How to take into account uncertainty on number of events

Question

How to take into account uncertainty on number of events

307 Views Asked by Bumbble Comm At 30 Mar 2026 - 4:26

Suppose I generate a set of events $X_{i}$ for $i = 1,2 \dots N$ and suppose every event is either a success or a failure, ie. $X_{i} = 0, 1$. If $N$ is fixed, the MLE for the probability of success is just $$\hat{p} = \frac{1}{N}\sum_{i = 1}^{N} X_{i}$$ and the variance of the MLE can be estimated as $$V(\hat{p}) = \frac{\hat{p}(1 - \hat{p})}N.$$ But now suppose that $$N \sim \text{Poisson}(\lambda_N),$$ where $\lambda_{N}$ is fairly large, so if we need to, this could be approximated as $$N \sim \text{Normal}\left(\mu = \lambda_{N}, \sigma^2 = \lambda_{N}\right).$$ The MLE is still just $$\hat{p} = \frac{1}{N}\sum_{i = 1}^{N} X_{i}$$ but the variance is increased. What I want to know is how to calculate the new variance of $\hat{p}$ by taking into account the uncertainty on $N$. I tried some error propagation on $N$ but I can't quite reproduce numerical results.

Original Q&A

There are 2 best solutions below

Bumbble Comm On 31 Jul 2015 - 2:58

Variance of the Sum of $\boldsymbol{n}$ Items Where $\boldsymbol{n}$ is Variable

To complete the discussion, I think it would be nice to include a derivation of the formula for the variance where $n$ is variable, for those that do not have access to an appropriate text. $\newcommand{\E}{\operatorname{E}}\newcommand{\Var}{\operatorname{Var}}$

For a fixed $n$, we have $$ \E\!\left[\sum_{k=1}^nX_k\right]=n\E[X]\tag{1} $$ and, using $\Var[X]=\E\!\left[X^2\right]-\E[X]^2$, we get $$ \begin{align} \E\left[\left(\sum_{k=1}^nX_k\right)^2\right] &=n\E\!\left[X^2\right]+(n^2-n)\E[X]^2\\ &=n\Var[X]+n^2\E[X]^2\tag{2} \end{align} $$ Taking the expectation of $(1)$ in $n$ yields $$ \E\!\left[\sum_{k=1}^nX_k\right]=\E[n]\E[X]\tag{3} $$ and, using the fact that $\E\!\left[n^2\right]=\Var[n]+\E[n]^2$, taking the expectation of $(2)$ in $n$ gives $$ \begin{align} \E\left[\left(\sum_{k=1}^nX_k\right)^2\right] &=\E[n]\Var[X]+\E\!\left[n^2\right]\E[X]^2\\ &=\E[n]\Var[X]+\Var[n]\E[X]^2+\E[n]^2\E[X]^2\tag{4} \end{align} $$ Thus, $$ \begin{align} \mathrm{Var}\left[\sum_{k=1}^nX_k\right] &=\E\left[\left(\sum_{k=1}^nX_k\right)^2\right]-\E\!\left[\sum_{k=1}^nX_k\right]^2\\[6pt] &=\bbox[5px,border:2px solid #C0A000]{\E[n]\Var[X]+\Var[n]\E[X]^2}\tag{5} \end{align} $$

Variance of the Mean of $\boldsymbol{n}$ Items Where $\boldsymbol{n}$ is Variable

I think I misunderstood the question before the last edit.
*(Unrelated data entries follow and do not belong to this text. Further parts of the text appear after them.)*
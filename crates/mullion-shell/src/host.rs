//! Frame host: owns the account frame's lifecycle and wiring.

use std::cell::RefCell;
use std::rc::Rc;
use std::time::Instant;

use mullion_core::registry::HandlerId;
use mullion_core::transport::FrameTransport;
use mullion_proto::{AccountKind, AccountPayload, Query, ResponseBody, ShellPayload, ThemeMode};
use serde_json::Value;
use url::Url;

use crate::communicator::{DispatchOutcome, Reply, ShellCommunicator};
use crate::config::HostConfig;
use crate::frame_url::{self, FrameUrlError};
use crate::router::{RouteLocation, Router};
use crate::wallet::WalletProvider;

/// Owns the account frame: its URL, its transport binding, and the
/// handler group bridging account-app messages to host collaborators.
///
/// Built once at bootstrap with an injected [`ShellCommunicator`] and the
/// embedder's [`WalletProvider`] and [`Router`] implementations. The
/// collaborators are shared single-threaded handles (`Rc<RefCell<_>>`):
/// the page's main thread is the only execution context, matching the
/// environment the protocol runs in.
///
/// Lifecycle: [`FrameHost::mount`] registers the handler group,
/// [`FrameHost::bind_frame`] attaches the frame window once it exists
/// (re-binding after a frame remount is safe), and
/// [`FrameHost::unmount`] tears the group down as one unit.
pub struct FrameHost {
    communicator: ShellCommunicator,
    wallet: Rc<RefCell<dyn WalletProvider>>,
    router: Rc<RefCell<dyn Router>>,
    config: HostConfig,
    subscriptions: Vec<HandlerId>,
}

impl FrameHost {
    /// Assemble a host from its injected parts. No handlers are
    /// registered until [`FrameHost::mount`].
    pub fn new(
        communicator: ShellCommunicator,
        wallet: Rc<RefCell<dyn WalletProvider>>,
        router: Rc<RefCell<dyn Router>>,
        config: HostConfig,
    ) -> Self {
        Self { communicator, wallet, router, config, subscriptions: Vec::new() }
    }

    /// Register the inbound handler group. A second mount without an
    /// intervening unmount is a logged no-op, as is mounting with frame
    /// mode disabled.
    pub fn mount(&mut self) {
        if !self.config.frame_mode {
            tracing::info!("frame mode disabled; not mounting the account frame host");
            return;
        }
        if !self.subscriptions.is_empty() {
            tracing::warn!("frame host already mounted");
            return;
        }

        self.register_app_ready();
        self.register_navigation_changed();
        self.register_request_wallet_state();
        self.register_request_connect();
        self.register_request_disconnect();
        self.register_request_switch_chain();
        self.register_rpc_request();
    }

    /// Remove the handler group registered by [`FrameHost::mount`].
    pub fn unmount(&mut self) {
        for id in self.subscriptions.drain(..) {
            self.communicator.off(id);
        }
    }

    /// Attach the frame window's transport. Safe to call on every render;
    /// re-binding replaces the previous binding.
    pub fn bind_frame(&mut self, transport: Box<dyn FrameTransport>) {
        self.communicator.bind_frame(transport);
    }

    /// Detach the frame transport (frame removed from the page).
    pub fn unbind_frame(&mut self) {
        self.communicator.unbind_frame();
    }

    /// The URL the account frame should currently display: base URL plus
    /// the host route, with the reserved account parameter derived from
    /// the connected wallet.
    pub fn frame_url(&self) -> Result<Url, FrameUrlError> {
        let route = self.router.borrow().current();
        let account = self
            .wallet
            .borrow()
            .snapshot()
            .map(|wallet| format!("{}:{}", wallet.chain_id, wallet.address));
        frame_url::build(&self.config.account_app_url, &route, account.as_deref())
    }

    /// Push the current wallet snapshot. Call on every wallet tick,
    /// including the tick that disconnects.
    pub fn wallet_changed(&mut self) {
        let state = self.wallet.borrow().wallet_state();
        self.communicator.send_wallet_state(&state);
    }

    /// Push a theme change.
    pub fn theme_changed(&mut self, mode: ThemeMode) {
        self.communicator.send_theme_change(mode);
    }

    /// Ask the embedded app to navigate (host-driven navigation).
    pub fn navigate(&mut self, path: impl Into<String>, query: Option<Query>) {
        self.communicator.send_navigation(path, query);
    }

    /// Forward one inbound value from the embedder's message event.
    pub fn receive(&mut self, raw: &Value, origin: &str, now: Instant) -> DispatchOutcome {
        self.communicator.receive(raw, origin, now)
    }

    /// Drive deadlines; see [`ShellCommunicator::tick`].
    pub fn tick(&mut self, now: Instant) -> usize {
        self.communicator.tick(now)
    }

    /// The underlying communicator.
    pub fn communicator(&self) -> &ShellCommunicator {
        &self.communicator
    }

    /// Mutable access to the underlying communicator, for deferred
    /// responses and advanced wiring.
    pub fn communicator_mut(&mut self) -> &mut ShellCommunicator {
        &mut self.communicator
    }

    /// Host configuration.
    pub fn config(&self) -> &HostConfig {
        &self.config
    }

    fn register_app_ready(&mut self) {
        let wallet = Rc::clone(&self.wallet);
        let id = self.communicator.on(AccountKind::AppReady, move |envelope| {
            if let AccountPayload::AppReady { version } = &envelope.payload {
                tracing::debug!(%version, "embedded account app is ready");
            }
            // The app may boot before the host's first wallet tick; answer
            // the race by pushing the current snapshot immediately.
            let state = wallet.borrow().wallet_state();
            Ok(vec![Reply::Message(ShellPayload::WalletStateChanged(state))])
        });
        self.subscriptions.push(id);
    }

    fn register_navigation_changed(&mut self) {
        let router = Rc::clone(&self.router);
        let id = self.communicator.on(AccountKind::NavigationChanged, move |envelope| {
            if let AccountPayload::NavigationChanged { path, query } = &envelope.payload {
                let location = RouteLocation::new(path.clone())
                    .with_query(query.clone().unwrap_or_default());
                // Shallow replace: the address bar mirrors the child
                // route without growing history.
                router.borrow_mut().replace(location);
            }
            Ok(vec![])
        });
        self.subscriptions.push(id);
    }

    fn register_request_wallet_state(&mut self) {
        let wallet = Rc::clone(&self.wallet);
        let id = self.communicator.on(AccountKind::RequestWalletState, move |_| {
            let state = wallet.borrow().wallet_state();
            Ok(vec![Reply::ok(serde_json::to_value(state)?)])
        });
        self.subscriptions.push(id);
    }

    fn register_request_connect(&mut self) {
        let id = self
            .communicator
            .on(AccountKind::RequestConnectWallet, move |_| {
                Ok(vec![Reply::err("Not implemented yet")])
            });
        self.subscriptions.push(id);
    }

    fn register_request_disconnect(&mut self) {
        let wallet = Rc::clone(&self.wallet);
        let id = self.communicator.on(AccountKind::RequestDisconnectWallet, move |_| {
            wallet.borrow_mut().disconnect();
            let state = wallet.borrow().wallet_state();
            Ok(vec![
                Reply::ack(),
                Reply::Message(ShellPayload::WalletStateChanged(state)),
            ])
        });
        self.subscriptions.push(id);
    }

    fn register_request_switch_chain(&mut self) {
        let wallet = Rc::clone(&self.wallet);
        let id = self.communicator.on(AccountKind::RequestSwitchChain, move |envelope| {
            let AccountPayload::RequestSwitchChain { chain_id } = &envelope.payload else {
                return Ok(vec![]);
            };
            let switched = wallet.borrow_mut().switch_chain(chain_id);
            match switched {
                Ok(()) => {
                    let state = wallet.borrow().wallet_state();
                    Ok(vec![
                        Reply::ack(),
                        Reply::Message(ShellPayload::WalletStateChanged(state)),
                    ])
                },
                Err(error) => Ok(vec![Reply::Response(ResponseBody::err(error.to_string()))]),
            }
        });
        self.subscriptions.push(id);
    }

    fn register_rpc_request(&mut self) {
        let id = self.communicator.on(AccountKind::RpcRequest, move |_| {
            Ok(vec![Reply::err("Not implemented yet")])
        });
        self.subscriptions.push(id);
    }
}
It appears that you are looking for the variance of $\frac1n\sum\limits_{k=1}^nX_k$ where $n$ is variable. If that is the case, we can follow the same approach as above:

For a fixed $n$, we have $$ \E\!\left[\frac1n\sum_{k=1}^nX_k\right]=\E[X]\tag{6} $$ and, using $\Var[X]=\E\!\left[X^2\right]-\E[X]^2$, we get $$ \begin{align} \E\left[\left(\frac1n\sum_{k=1}^nX_k\right)^2\right] &=\frac1n\E\!\left[X^2\right]+\left(1-\frac1n\right)\E[X]^2\\ &=\frac1n\Var[X]+\E[X]^2\tag{7} \end{align} $$ Taking the expectation of $(6)$ in $n$ yields $$ \E\!\left[\frac1n\sum_{k=1}^nX_k\right]=\E[X]\tag{8} $$ and taking the expectation of $(7)$ in $n$ gives $$ \E\left[\left(\frac1n\sum_{k=1}^nX_k\right)^2\right] =\E\!\left[\frac1n\right]\Var[X]+\E[X]^2\tag{9} $$ Thus, $$ \begin{align} \mathrm{Var}\!\left[\frac1n\sum_{k=1}^nX_k\right] &=\E\left[\left(\frac1n\sum_{k=1}^nX_k\right)^2\right]-\E\!\left[\frac1n\sum_{k=1}^nX_k\right]^2\\[6pt] &=\bbox[5px,border:2px solid #C0A000]{\E\!\left[\frac1n\right]\Var[X]}\tag{10} \end{align} $$ Note that by Cauchy-Schwarz, we have $$ \E\!\left[\frac1n\right]\ge\frac1{\E[n]}\tag{11} $$ Since a Poisson distribution allows $n=0$ and the mean of $0$ items is not well-defined, we will let $n-1$ have a Poisson distribution with mean $N-1$ so that we still have $\mathrm{E}[n]=N$. $$ \begin{align} \E\!\left[\frac1n\right] &=e^{-N+1}\sum_{k=0}^\infty\frac{(N-1)^k}{(k+1)\,k!}\\ &=\frac{e^{-N+1}}{N-1}\sum_{k=0}^\infty\frac{(N-1)^{k+1}}{(k+1)!}\\ &=\frac{1-e^{-N+1}}{N-1}\\[6pt] &\sim\frac1{N-1}\tag{12} \end{align} $$

**Bumbble Comm** · Accepted Answer

The formula for the variance of 'a random sum of random variables' is given in many probability texts. It is derived by conditioning as suggested by @Augustin. If $X_i, \dots, X_N$ are iid and $N$ is independent of the $X$'s, then the sum $S$ has variance $$V(S) = E(N)V(X) + V(N)[E(X)]^2.$$ Roughly speaking, the second term expresses the additional variability due to random $N$ as compared with fixed $n$. As you might expect, $E(S) = E(N)E(X).$

Notice the units in the formula for $V(S).$ Terms for $N$ are pure numbers. Terms for $X$ have squared units to match units of $S$.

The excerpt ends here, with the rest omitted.